I’m not discussing individuals who collect a disability pension. I am discussing a worker paid a wage that will not keep them above the poverty line. I am discussing hard workers in unskilled positions who cannot provide for their families due to the low wages they receive. We should ail to live in a world where low income workers can both work and survive. Not have to rely on charity because their 40+ hours a week still won’t cover rent.
 
Increasing minimum wage does NOT put small businesses out of business. This is a myth that has been used forever for sticking it to the working class. Paying workers a decent wage increases productivity and it is the morally correct thing to do.
 
If small business owners must stick it to workers through low wages, then perhaps they need to go out of business.
 
If the labor one contributes is to toward a job that makes a widget that is worth $5 on the open market and it takes an hour to make that widget why and how could the owner pay them $15 per hour? Is it the owner’s responsibility to go out of business in order to pay an arbitrary fair wage? When the owner does go out of business then the worker loses their job and is now paid zero. I’m sorry you don’t understand how the economy works but we can’t live in a fantasy land because it makes us feel good.

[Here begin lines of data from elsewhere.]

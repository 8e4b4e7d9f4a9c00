//! Stateless send/stream entry points against the Kiro API.
//!
//! Unlike the teacher's `KiroClient`, this module does not own a credential
//! or a token lifecycle - the proxy's Credential Pool, Token Store and
//! Selector decide which credential backs a given call and pass its access
//! token and fingerprint in explicitly. That keeps failover (trying a
//! different credential on `should_switch_credential`) a caller-side retry
//! loop rather than something hidden inside this crate.

use std::pin::Pin;

use async_stream::try_stream;
use futures::{Stream, StreamExt};
use tracing::debug;

use crate::convert::model_resolver::ModelResolver;
use crate::convert::request::build_kiro_payload;
use crate::convert::response::ResponseAccumulator;
use crate::error::{Error, Result};
use crate::models::request::MessagesRequest;
use crate::models::response::MessagesResponse;
use crate::models::stream::StreamEvent;
use crate::transport::framing::EventStreamDecoder;
use crate::transport::http::KiroHttpClient;

/// Parameters identifying which credential a call is made with.
///
/// Borrowed, not owned: the caller (the proxy's request handler) holds the
/// actual credential and token records.
pub struct CallContext<'a> {
    pub access_token: &'a str,
    pub fingerprint: &'a str,
    pub region: &'a str,
    pub profile_arn: Option<&'a str>,
}

/// Send a Messages API request and get a complete response.
pub async fn send_messages(
    http: &KiroHttpClient,
    model_resolver: &ModelResolver,
    ctx: &CallContext<'_>,
    request: &MessagesRequest,
) -> Result<MessagesResponse> {
    let model_id = model_resolver.resolve(&request.model);
    let payload = build_kiro_payload(request, &model_id, ctx.profile_arn)?;
    let url = crate::config::generate_assistant_response_url(ctx.region, ctx.profile_arn);

    debug!(model = model_id.as_str(), "Sending Messages request");

    let response = http
        .post_streaming(&url, ctx.access_token, ctx.fingerprint, &payload)
        .await?;

    let mut accumulator = ResponseAccumulator::new(&model_id);
    let mut decoder = EventStreamDecoder::new();
    let mut byte_stream = response.bytes_stream();

    while let Some(chunk_result) = byte_stream.next().await {
        let chunk = chunk_result.map_err(|e| Error::Stream(format!("Stream read error: {}", e)))?;
        for payload in decoder.feed(&chunk)? {
            accumulator.process_payload(&payload);
        }
    }

    Ok(accumulator.into_response())
}

/// Send a Messages API request and get a streaming response.
pub async fn send_messages_stream(
    http: &KiroHttpClient,
    model_resolver: &ModelResolver,
    ctx: CallContext<'_>,
    mut request: MessagesRequest,
) -> Result<Pin<Box<dyn Stream<Item = Result<StreamEvent>> + Send>>> {
    request.stream = true;
    let model_id = model_resolver.resolve(&request.model);
    let payload = build_kiro_payload(&request, &model_id, ctx.profile_arn)?;
    let url = crate::config::generate_assistant_response_url(ctx.region, ctx.profile_arn);

    debug!(model = model_id.as_str(), "Sending streaming Messages request");

    let access_token = ctx.access_token.to_string();
    let fingerprint = ctx.fingerprint.to_string();
    let response = http.post_streaming(&url, &access_token, &fingerprint, &payload).await?;
    let model_id_owned = model_id.clone();

    let stream = try_stream! {
        let mut accumulator = ResponseAccumulator::new(&model_id_owned);
        let mut decoder = EventStreamDecoder::new();

        yield accumulator.message_start_event();

        let mut byte_stream = response.bytes_stream();

        while let Some(chunk_result) = byte_stream.next().await {
            let chunk = chunk_result.map_err(|e| Error::Stream(format!("Stream read error: {}", e)))?;
            for payload in decoder.feed(&chunk)? {
                for se in accumulator.process_payload(&payload) {
                    yield se;
                }
            }
        }

        for event in accumulator.finish_events() {
            yield event;
        }
    };

    Ok(Box::pin(stream))
}

/// List available models.
pub async fn list_models(
    http: &KiroHttpClient,
    ctx: &CallContext<'_>,
) -> Result<Vec<String>> {
    crate::api::models::list_models(http, ctx.access_token, ctx.fingerprint, ctx.region, ctx.profile_arn).await
}

/// Send a raw Kiro API payload (escape hatch, bypasses the Anthropic shape).
pub async fn raw_request(
    http: &KiroHttpClient,
    ctx: &CallContext<'_>,
    payload: &serde_json::Value,
) -> Result<String> {
    crate::api::raw::raw_request(http, ctx.access_token, ctx.fingerprint, ctx.region, ctx.profile_arn, payload).await
}

/// Send a raw Kiro API payload and get a streaming response.
pub async fn raw_request_stream(
    http: &KiroHttpClient,
    ctx: &CallContext<'_>,
    payload: &serde_json::Value,
) -> Result<reqwest::Response> {
    crate::api::raw::raw_request_stream(http, ctx.access_token, ctx.fingerprint, ctx.region, ctx.profile_arn, payload).await
}
//! Token refresh endpoints and per-credential identity helpers.
//!
//! This crate only speaks the two upstream refresh flavors; the Credential
//! Pool, Token Store, and Refresh Coordinator that decide *when* to call
//! these functions (and what to do with the result) live in the proxy crate.

pub mod aws_sso_oidc;
pub mod constants;
pub mod kiro_desktop;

Even Jesus, the omniscient creator of the world, said there will always be poor among us. It’s a sad reality but reality none the less.
 
Simple business 101. Pass on your increased expenses on to the consumer buying your project.

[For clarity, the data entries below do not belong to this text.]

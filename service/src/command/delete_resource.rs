//! [`Command`] for removing a [`Resource`] from a library.

use common::operations::{By, Delete};
use derive_more::{Display, Error, From};
use tracerr::Traced;

#[cfg(doc)]
use crate::domain::User;
use crate::{
    domain::{resource, user, Resource},
    infra::{database, Database},
    Service,
};

use super::Command;

/// [`Command`] for removing a [`Resource`] from a [`User`]'s library.
#[derive(Clone, Copy, Debug)]
pub struct DeleteResource {
    /// ID of the [`User`] owning the [`Resource`].
    pub user_id: user::Id,

    /// ID of the [`Resource`] to remove.
    pub id: resource::Id,
}

impl<Db, Ai> Command<DeleteResource> for Service<Db, Ai>
where
    Db: Database<
        Delete<By<Option<Resource>, (user::Id, resource::Id)>>,
        Ok = Option<Resource>,
        Err = Traced<database::Error>,
    >,
{
    type Ok = ();
    type Err = Traced<ExecutionError>;

    async fn execute(
        &self,
        cmd: DeleteResource,
    ) -> Result<Self::Ok, Self::Err> {
        use ExecutionError as E;

        let DeleteResource { user_id, id } = cmd;

        // Scoping the removal by owner makes someone else's `Resource`
        // indistinguishable from a missing one.
        self.database()
            .execute(Delete(By::new((user_id, id))))
            .await
            .map_err(tracerr::map_from_and_wrap!(=> E))?
            .ok_or(E::NotFound(id))
            .map_err(tracerr::wrap!())
            .map(drop)
    }
}

/// Error of [`DeleteResource`] [`Command`] execution.
#[derive(Debug, Display, Error, From)]
pub enum ExecutionError {
    /// [`Database`] error.
    #[display("`Database` operation failed: {_0}")]
    Db(database::Error),

    /// [`Resource`] does not exist in the [`User`]'s library.
    #[display("`Resource(id: {_0})` does not exist")]
    #[from(ignore)]
    NotFound(#[error(not(source))] resource::Id),
}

Those who want slave labor should maybe move their business to China. The communists are good at sticking it to the working poor over there.
 
You’re right comrade. They should all go out of business and then the government can take them all over and run them the right way.
 
Hypotheticals always sound great. The real world, not so much. Take your widget factory to China or some other communist country where they have many slave laborers.